Transcribe exactly the span of lines that begins the records and ends with the line holding "An axis-aligned rectangle.", both boundary lines included.

RECORD SET START

//! Rectangle shape.

use super::{ShapeId, ShapeStyle, ShapeTrait, default_evented};
use kurbo::{BezPath, Point, Rect, Shape as KurboShape};
use serde::{Deserialize, Serialize};
use uuid::Uuid;

/// An axis-aligned rectangle.
#[derive(Debug, Clone, PartialEq, Serialize, Deserialize)]
pub struct Rectangle {
    pub(crate) id: ShapeId,
    /// Top-left corner position.
    pub position: Point,
    /// Width of the rectangle (never negative).
    pub width: f64,
    /// Height of the rectangle (never negative).
    pub height: f64,
    /// Style properties.
    pub style: ShapeStyle,
    #[serde(default = "default_evented")]
    pub evented: bool,
}

impl Rectangle {
    /// Create a new rectangle.
    pub fn new(position: Point, width: f64, height: f64) -> Self {
        Self {
            id: Uuid::new_v4(),
            position,
            width,
            height,
            style: ShapeStyle::default(),
            evented: true,
        }
    }

    /// Create a rectangle from two corner points, in either drag direction.
    pub fn from_corners(p1: Point, p2: Point) -> Self {
        let rect = Rect::from_points(p1, p2);
        Self::new(rect.origin(), rect.width(), rect.height())
    }

    /// Re-span this rectangle between two corners, keeping id and style.
    pub fn set_corners(&mut self, p1: Point, p2: Point) {
        let rect = Rect::from_points(p1, p2);
        self.position = rect.origin();
        self.width = rect.width();
        self.height = rect.height();
    }

    /// Get the rectangle as a kurbo Rect.
    pub fn as_rect(&self) -> Rect {
        Rect::new(
            self.position.x,
            self.position.y,
            self.position.x + self.width,
            self.position.y + self.height,
        )
    }
}

impl ShapeTrait for Rectangle {
    fn id(&self) -> ShapeId {
        self.id
    }

    fn bounds(&self) -> Rect {
        self.as_rect()
    }

    fn hit_test(&self, point: Point, tolerance: f64) -> bool {
        // Interior counts as a hit whether or not the rectangle is filled.
        let reach = tolerance + self.style.stroke_width / 2.0;
        let outer = self.as_rect().inflate(reach, reach);
        point.x >= outer.x0 && point.x <= outer.x1 && point.y >= outer.y0 && point.y <= outer.y1
    }

    fn to_path(&self) -> BezPath {
        self.as_rect().to_path(0.1)
    }

    fn style(&self) -> &ShapeStyle {
        &self.style
    }

    fn style_mut(&mut self) -> &mut ShapeStyle {
        &mut self.style
    }
}

#[cfg(test)]
mod tests {
    use super::*;

    #[test]
    fn test_rectangle_creation() {
        let rect = Rectangle::new(Point::new(10.0, 20.0), 100.0, 50.0);
        assert!((rect.position.x - 10.0).abs() < f64::EPSILON);
        assert!((rect.position.y - 20.0).abs() < f64::EPSILON);
        assert!((rect.width - 100.0).abs() < f64::EPSILON);
        assert!((rect.height - 50.0).abs() < f64::EPSILON);
    }

    #[test]
    fn test_from_corners_normalizes_direction() {
        let backwards = Rectangle::from_corners(Point::new(100.0, 100.0), Point::new(10.0, 10.0));
        let forwards = Rectangle::from_corners(Point::new(10.0, 10.0), Point::new(100.0, 100.0));
        for rect in [&backwards, &forwards] {
            assert!((rect.position.x - 10.0).abs() < f64::EPSILON);
            assert!((rect.position.y - 10.0).abs() < f64::EPSILON);
            assert!((rect.width - 90.0).abs() < f64::EPSILON);
            assert!((rect.height - 90.0).abs() < f64::EPSILON);
        }
    }

    #[test]
    fn test_mixed_direction_drag() {
        let mut rect = Rectangle::new(Point::ZERO, 0.0, 0.0);
        rect.set_corners(Point::new(50.0, 10.0), Point::new(20.0, 40.0));
        assert!((rect.position.x - 20.0).abs() < f64::EPSILON);
        assert!((rect.position.y - 10.0).abs() < f64::EPSILON);
        assert!((rect.width - 30.0).abs() < f64::EPSILON);
        assert!((rect.height - 30.0).abs() < f64::EPSILON);
    }

    #[test]
    fn test_hit_test_interior_without_fill() {
        let rect = Rectangle::new(Point::new(0.0, 0.0), 100.0, 100.0);
        assert!(rect.style.fill_color.is_none());
        assert!(rect.hit_test(Point::new(50.0, 50.0), 0.0));
        assert!(!rect.hit_test(Point::new(150.0, 50.0), 0.0));
        assert!(rect.hit_test(Point::new(105.0, 50.0), 10.0));
    }
}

RECORD SET END

RESULT →
//! Rectangle shape.

use super::{ShapeId, ShapeStyle, ShapeTrait, default_evented};
use kurbo::{BezPath, Point, Rect, Shape as KurboShape};
use serde::{Deserialize, Serialize};
use uuid::Uuid;

/// An axis-aligned rectangle.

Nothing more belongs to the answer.